## WHAT THIS TASK INVOLVES
Copy out, unchanged, every line from the start of the records to the line that contains "(x - subtract)", and stop there.

Data records:
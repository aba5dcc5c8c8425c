use super::Conversion;
use crate::analysis::{Analysis, NumericAnalysis};
use crate::element::NumericElement;
use crate::error::ConversionError;
use crate::metadata::{keys, MetaData};
use serde::{Deserialize, Serialize};
use std::fmt;
use std::str::FromStr;

#[derive(Clone, Copy, Debug, PartialEq, Eq, Serialize, Deserialize)]
pub enum NormalizationKind {
    /// `(x - mean) / std_dev`
    Standard,
    /// `(x - min) / (max - min)`
    FeatureScale,
    /// `x / ||column||₂`
    Euclidean,
    /// `x / ||column||₁`
    Manhattan,
}

impl NormalizationKind {
    pub fn name(self) -> &'static str {
        match self {
            NormalizationKind::Standard => "Standard",
            NormalizationKind::FeatureScale => "FeatureScale",
            NormalizationKind::Euclidean => "Euclidean",
            NormalizationKind::Manhattan => "Manhattan",
        }
    }
}

impl fmt::Display for NormalizationKind {
    fn fmt(&self, f: &mut fmt::Formatter<'_>) -> fmt::Result {
        f.write_str(self.name())
    }
}

impl FromStr for NormalizationKind {
    type Err = ConversionError;

    fn from_str(s: &str) -> Result<Self, Self::Err> {
        match s {
            "Standard" => Ok(NormalizationKind::Standard),
            "FeatureScale" => Ok(NormalizationKind::FeatureScale),
            "Euclidean" => Ok(NormalizationKind::Euclidean),
            "Manhattan" => Ok(NormalizationKind::Manhattan),
            other => Err(ConversionError::Custom(format!(
                "unknown normalization type '{other}'"
            ))),
        }
    }
}

/// `x' = (x - subtract) / divide`
#[derive(Clone, Copy, Debug, PartialEq, Serialize, Deserialize)]
pub struct NormalizationParameters {
    pub kind: NormalizationKind,
    pub subtract: f64,
    pub divide: f64,
}

impl NormalizationParameters {
    /// Derive parameters from a completed numeric pass. A zero divisor (constant
    /// or empty column) becomes 1 so the output stays finite.
    pub fn from_analysis(kind: NormalizationKind, stats: &NumericAnalysis) -> Self {
        let (subtract, divide) = match kind {
            NormalizationKind::Standard => (stats.mean(), stats.std_dev()),
            NormalizationKind::FeatureScale => {
                let min = stats.min().unwrap_or(0.0);
                (min, stats.max().unwrap_or(min) - min)
            }
            NormalizationKind::Euclidean => (0.0, stats.l2_norm()),
            NormalizationKind::Manhattan => (0.0, stats.l1_norm()),
        };
        Self {
            kind,
            subtract,
            divide: if divide == 0.0 { 1.0 } else { divide },
        }
    }

    pub fn apply(&self, value: f64) -> f64 {
        (value - self.subtract) / self.divide
    }

    pub fn write_to(&self, metadata: &mut MetaData) {
        metadata.set(keys::NORMALIZATION_TYPE, self.kind.name());
        metadata.set(keys::NORMALIZE_SUBTRACT, self.subtract);
        metadata.set(keys::NORMALIZE_DIVIDE, self.divide);
    }

    pub fn from_metadata(metadata: &MetaData) -> Result<Self, ConversionError> {
        let missing = |key: &str| ConversionError::Custom(format!("metadata has no {key} entry"));
        let kind = metadata
            .get_str(keys::NORMALIZATION_TYPE)
            .ok_or_else(|| missing(keys::NORMALIZATION_TYPE))?
            .parse::<NormalizationKind>()?;
        Ok(Self {
            kind,
            subtract: metadata
                .get_f64(keys::NORMALIZE_SUBTRACT)
                .ok_or_else(|| missing(keys::NORMALIZE_SUBTRACT))?,
            divide: metadata
                .get_f64(keys::NORMALIZE_DIVIDE)
                .ok_or_else(|| missing(keys::NORMALIZE_DIVIDE))?,
        })
    }
}

/// Numeric pass that derives [`NormalizationParameters`] for one kind.
#[derive(Clone, Debug)]
pub struct NormalizationAnalysis {
    kind: NormalizationKind,
    stats: NumericAnalysis,
}

impl NormalizationAnalysis {
    pub fn new(kind: NormalizationKind) -> Self {
        Self {
            kind,
            stats: NumericAnalysis::new(),
        }
    }

    pub fn parameters(&self) -> NormalizationParameters {
        NormalizationParameters::from_analysis(self.kind, &self.stats)
    }
}

impl<T: NumericElement> Analysis<T> for NormalizationAnalysis {
    fn add(&mut self, item: &T) {
        self.stats.add_value(item.to_f64());
    }

    fn write_to(&self, metadata: &mut MetaData) {
        self.parameters().write_to(metadata);
    }
}

/// Applies [`NormalizationParameters`] to each element, producing doubles.
#[derive(Clone, Copy, Debug)]
pub struct NormalizeConversion {
    parameters: NormalizationParameters,
}

impl NormalizeConversion {
    pub fn new(parameters: NormalizationParameters) -> Self {
        Self { parameters }
    }

    pub fn from_metadata(metadata: &MetaData) -> Result<Self, ConversionError> {
        NormalizationParameters::from_metadata(metadata).map(Self::new)
    }
}

impl<T: NumericElement> Conversion<T> for NormalizeConversion {
    type Output = f64;

    fn convert(&mut self, item: &T) -> Result<f64, ConversionError> {
        Ok(self.parameters.apply(item.to_f64()))
    }

    fn write_metadata(&self, metadata: &mut MetaData) {
        self.parameters.write_to(metadata);
    }
}
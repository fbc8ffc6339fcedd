//! Circle overlap tests and push-out resolution
//!
//! MTV convention: the minimum translation vector returned for
//! `(circle1, circle2)` is the displacement to apply to `circle2` so the two
//! circles just touch. It points from `circle1` toward `circle2` and has
//! length `radii_sum - center_distance`.

use crate::shapes::Circle;
use vigil_math::Vec2;

/// Whether two circles overlap or touch
#[inline]
pub fn circle_circle(circle1: &Circle, circle2: &Circle) -> bool {
    let radii_sum = circle1.radius + circle2.radius;
    (circle2.position - circle1.position).length_squared() <= radii_sum * radii_sum
}

/// MTV that resolves `circle2` out of `circle1`, or `None` if they don't collide
///
/// Coincident centers have no defined separation axis; +X is used so the
/// result is always finite.
pub fn circle_circle_mtv(circle1: &Circle, circle2: &Circle) -> Option<Vec2> {
    let delta = circle2.position - circle1.position;
    let radii_sum = circle1.radius + circle2.radius;
    let center_distance = delta.length();
    if center_distance > radii_sum {
        return None;
    }

    let axis = if center_distance > 0.0 {
        delta / center_distance
    } else {
        Vec2::X
    };
    Some(axis * (radii_sum - center_distance))
}

/// Push a moving circle out of every obstacle it overlaps
///
/// Obstacles are processed in order and each correction is applied before the
/// next test, so deep overlaps with several obstacles may need more than one
/// call to settle.
pub fn resolve_circles(position: &mut Vec2, radius: f32, obstacles: &[Circle]) {
    for obstacle in obstacles {
        let moving = Circle::new(*position, radius);
        if let Some(mtv) = circle_circle_mtv(obstacle, &moving) {
            *position += mtv;
        }
    }
}
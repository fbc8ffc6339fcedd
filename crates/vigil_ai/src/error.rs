//! Error types for the AI system

use crate::behavior::NodeId;
use crate::navigation::Cell;
use thiserror::Error;

/// AI system errors
#[derive(Debug, Error)]
pub enum AiError {
    /// Node handle does not belong to the tree
    #[error("Decision tree node not found: {0}")]
    InvalidNode(NodeId),

    /// Traversal visited more nodes than the tree holds
    #[error("Decision tree traversal did not terminate after {steps} steps (cycle?)")]
    CycleDetected { steps: usize },

    /// Cell outside the tile map
    #[error("Cell {0} is outside the map")]
    OutOfBounds(Cell),

    /// Search exhausted the open set without reaching the goal
    #[error("No path from {start} to {goal}")]
    Unreachable { start: Cell, goal: Cell },

    /// Malformed tile map input
    #[error("Invalid tile map: {0}")]
    InvalidMap(String),
}

/// Result type for AI operations
pub type Result<T> = std::result::Result<T, AiError>;
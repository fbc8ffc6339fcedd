//! Combat-mode state machine
//!
//! Agents cycle between three modes, each with its own dwell timer.
//! Offensive and defensive modes fall back to neutral when their timer
//! expires. Neutral picks one of the other two at random. Low health
//! overrides everything except an already-defensive agent.

use rand::Rng;
use serde::{Deserialize, Serialize};
use std::fmt;
use vigil_core::Timer;

/// High-level behaviour mode
#[derive(Debug, Clone, Copy, PartialEq, Eq, Hash, Serialize, Deserialize)]
pub enum CombatMode {
    Offensive,
    Defensive,
    Neutral,
}

impl CombatMode {
    pub const ALL: [CombatMode; 3] = [Self::Offensive, Self::Defensive, Self::Neutral];

    #[inline]
    fn slot(self) -> usize {
        match self {
            Self::Offensive => 0,
            Self::Defensive => 1,
            Self::Neutral => 2,
        }
    }

    /// Whether this mode is driven by a decision tree
    pub fn is_tactical(self) -> bool {
        self != Self::Neutral
    }
}

impl fmt::Display for CombatMode {
    fn fmt(&self, f: &mut fmt::Formatter<'_>) -> fmt::Result {
        let name = match self {
            Self::Offensive => "OFFENSIVE",
            Self::Defensive => "DEFENSIVE",
            Self::Neutral => "NEUTRAL",
        };
        f.write_str(name)
    }
}

/// Dwell time per mode, in seconds
#[derive(Debug, Clone, Copy, PartialEq, Serialize, Deserialize)]
#[serde(default)]
pub struct ModeDurations {
    pub neutral: f32,
    pub offensive: f32,
    pub defensive: f32,
}

impl Default for ModeDurations {
    fn default() -> Self {
        Self {
            neutral: 4.0,
            offensive: 6.0,
            defensive: 8.0,
        }
    }
}

/// Mode machine for a single agent
#[derive(Debug, Clone)]
pub struct ModeMachine {
    current: CombatMode,
    previous: Option<CombatMode>,
    timers: [Timer; 3],
    /// Health fraction below which the agent is forced defensive
    low_health: f32,
}

impl ModeMachine {
    /// Default forced-retreat threshold
    pub const LOW_HEALTH: f32 = 0.25;

    /// Create a machine starting in neutral
    pub fn new(durations: ModeDurations) -> Self {
        let mut timers = [Timer::default(); 3];
        timers[CombatMode::Offensive.slot()] = Timer::new(durations.offensive);
        timers[CombatMode::Defensive.slot()] = Timer::new(durations.defensive);
        timers[CombatMode::Neutral.slot()] = Timer::new(durations.neutral);

        Self {
            current: CombatMode::Neutral,
            previous: None,
            timers,
            low_health: Self::LOW_HEALTH,
        }
    }

    /// Set the forced-retreat threshold
    pub fn with_low_health(mut self, threshold: f32) -> Self {
        self.low_health = threshold;
        self
    }

    pub fn current(&self) -> CombatMode {
        self.current
    }

    pub fn previous(&self) -> Option<CombatMode> {
        self.previous
    }

    pub fn is_in(&self, mode: CombatMode) -> bool {
        self.current == mode
    }

    /// Timer belonging to `mode`
    pub fn timer(&self, mode: CombatMode) -> &Timer {
        &self.timers[mode.slot()]
    }

    /// Enter `mode`, resetting its timer
    ///
    /// Re-entering the current mode also restarts its timer.
    pub fn change(&mut self, mode: CombatMode) {
        self.previous = Some(self.current);
        self.current = mode;
        self.timers[mode.slot()].reset();
        log::info!("Entering {}", mode);
    }

    /// Advance one tick
    ///
    /// Returns the newly entered mode if a transition happened. A forced
    /// retreat consumes the tick, so the defensive timer starts from zero.
    pub fn update(&mut self, dt: f32, health_percent: f32, rng: &mut impl Rng) -> Option<CombatMode> {
        if health_percent < self.low_health && self.current != CombatMode::Defensive {
            self.change(CombatMode::Defensive);
            return Some(CombatMode::Defensive);
        }

        let timer = &mut self.timers[self.current.slot()];
        timer.tick(dt);
        if !timer.expired() {
            return None;
        }

        let next = match self.current {
            CombatMode::Offensive | CombatMode::Defensive => CombatMode::Neutral,
            CombatMode::Neutral => {
                if rng.gen_bool(0.5) {
                    CombatMode::Offensive
                } else {
                    CombatMode::Defensive
                }
            }
        };
        self.change(next);
        Some(next)
    }
}

impl Default for ModeMachine {
    fn default() -> Self {
        Self::new(ModeDurations::default())
    }
}

#[cfg(test)]
mod tests {
    use super::*;
    use rand::{rngs::StdRng, SeedableRng};

    #[test]
    fn test_starts_neutral() {
        let machine = ModeMachine::default();
        assert!(machine.is_in(CombatMode::Neutral));
        assert_eq!(machine.previous(), None);
        assert_eq!(machine.timer(CombatMode::Defensive).duration, 8.0);
    }

    #[test]
    fn test_low_health_forces_defensive() {
        let mut rng = StdRng::seed_from_u64(0);
        let mut machine = ModeMachine::default();
        machine.change(CombatMode::Offensive);
        machine.update(1.0, 1.0, &mut rng);

        // Leave some time on the defensive timer from an earlier visit
        machine.timers[CombatMode::Defensive.slot()].tick(3.0);

        assert_eq!(machine.update(0.1, 0.2, &mut rng), Some(CombatMode::Defensive));
        assert!(machine.is_in(CombatMode::Defensive));
        assert_eq!(machine.previous(), Some(CombatMode::Offensive));
        assert_eq!(machine.timer(CombatMode::Defensive).elapsed, 0.0);
    }

    #[test]
    fn test_low_health_while_defensive_keeps_ticking() {
        let mut rng = StdRng::seed_from_u64(0);
        let mut machine = ModeMachine::default();
        machine.change(CombatMode::Defensive);

        assert_eq!(machine.update(1.0, 0.1, &mut rng), None);
        assert_eq!(machine.timer(CombatMode::Defensive).elapsed, 1.0);
    }

    #[test]
    fn test_expiry_returns_to_neutral() {
        let mut rng = StdRng::seed_from_u64(0);
        let mut machine = ModeMachine::default();

        for mode in [CombatMode::Offensive, CombatMode::Defensive] {
            machine.change(mode);
            let duration = machine.timer(mode).duration;
            assert_eq!(machine.update(duration - 0.5, 1.0, &mut rng), None);
            assert_eq!(machine.update(0.5, 1.0, &mut rng), Some(CombatMode::Neutral));
            assert_eq!(machine.timer(CombatMode::Neutral).elapsed, 0.0);
        }
    }

    #[test]
    fn test_neutral_picks_both_tactics() {
        let mut rng = StdRng::seed_from_u64(42);
        let mut seen_offensive = false;
        let mut seen_defensive = false;

        for _ in 0..64 {
            let mut machine = ModeMachine::default();
            match machine.update(4.0, 1.0, &mut rng) {
                Some(CombatMode::Offensive) => seen_offensive = true,
                Some(CombatMode::Defensive) => seen_defensive = true,
                other => panic!("unexpected transition {:?}", other),
            }
        }

        assert!(seen_offensive && seen_defensive);
    }

    #[test]
    fn test_zero_duration_expires_every_tick() {
        let mut rng = StdRng::seed_from_u64(1);
        let mut machine = ModeMachine::new(ModeDurations {
            neutral: 0.0,
            offensive: 0.0,
            defensive: 0.0,
        });

        for _ in 0..10 {
            assert!(machine.update(0.0, 1.0, &mut rng).is_some());
        }
    }

    #[test]
    fn test_display() {
        assert_eq!(CombatMode::Offensive.to_string(), "OFFENSIVE");
        assert!(CombatMode::Defensive.is_tactical());
        assert!(!CombatMode::Neutral.is_tactical());
    }
}
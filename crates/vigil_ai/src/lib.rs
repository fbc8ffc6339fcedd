//! Vigil AI - Agent Behaviour and Navigation
//!
//! This crate provides AI behaviours and navigation for simulated agents.
//!
//! # Features
//!
//! - Steering behaviours (seek, flee, arrive, probe-based avoidance)
//! - Decision trees stored in an arena and walked once per tick
//! - Combat-mode state machine (offensive / defensive / neutral)
//! - Grid pathfinding (A*) over cost-weighted tiles
//!
//! # Example
//!
//! ```ignore
//! use vigil_ai::prelude::*;
//!
//! let map = TileMap::new(10, 10, TileKind::Air);
//! let path = find_path(Cell::new(0, 0), Cell::new(9, 9), &map, Heuristic::Manhattan)?;
//! assert_eq!(path.len(), 10);
//! ```

pub mod behavior;
pub mod error;
pub mod navigation;
pub mod state_machine;
pub mod steering;

pub mod prelude {
    pub use crate::behavior::{BehaviorContext, DecisionTree, Node, NodeId, Traversal};
    pub use crate::error::{AiError, Result};
    pub use crate::navigation::{find_path, path_cost, Cell, Heuristic, TileKind, TileMap};
    pub use crate::state_machine::{CombatMode, ModeDurations, ModeMachine};
    pub use crate::steering::{arrive, avoid, flee, seek, SteeringBehavior};
}

pub use prelude::*;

## ANSWER
repository aba5dcc5c8c8425c
use super::Conversion;
use crate::analysis::{Analysis, NumericAnalysis};
use crate::element::NumericElement;
use crate::error::ConversionError;
use crate::metadata::{keys, MetaData};
use serde::{Deserialize, Serialize};
use std::fmt;
use std::str::FromStr;

#[derive(Clone, Copy, Debug, PartialEq, Eq, Serialize, Deserialize)]
pub enum NormalizationKind {
    /// `(x - mean) / std_dev`
    Standard,
    /// `(x - min) / (max - min)`
    FeatureScale,
    /// `x / ||column||₂`
    Euclidean,
    /// `x / ||column||₁`
    Manhattan,
}

impl NormalizationKind {
    pub fn name(self) -> &'static str {
        match self {
            NormalizationKind::Standard => "Standard",
            NormalizationKind::FeatureScale => "FeatureScale",
            NormalizationKind::Euclidean => "Euclidean",
            NormalizationKind::Manhattan => "Manhattan",
        }
    }
}

impl fmt::Display for NormalizationKind {
    fn fmt(&self, f: &mut fmt::Formatter<'_>) -> fmt::Result {
        f.write_str(self.name())
    }
}

impl FromStr for NormalizationKind {
    type Err = ConversionError;

    fn from_str(s: &str) -> Result<Self, Self::Err> {
        match s {
            "Standard" => Ok(NormalizationKind::Standard),
            "FeatureScale" => Ok(NormalizationKind::FeatureScale),
            "Euclidean" => Ok(NormalizationKind::Euclidean),
            "Manhattan" => Ok(NormalizationKind::Manhattan),
            other => Err(ConversionError::Custom(format!(
                "unknown normalization type '{other}'"
            ))),
        }
    }
}

/// `x' = (x - subtract) / divide`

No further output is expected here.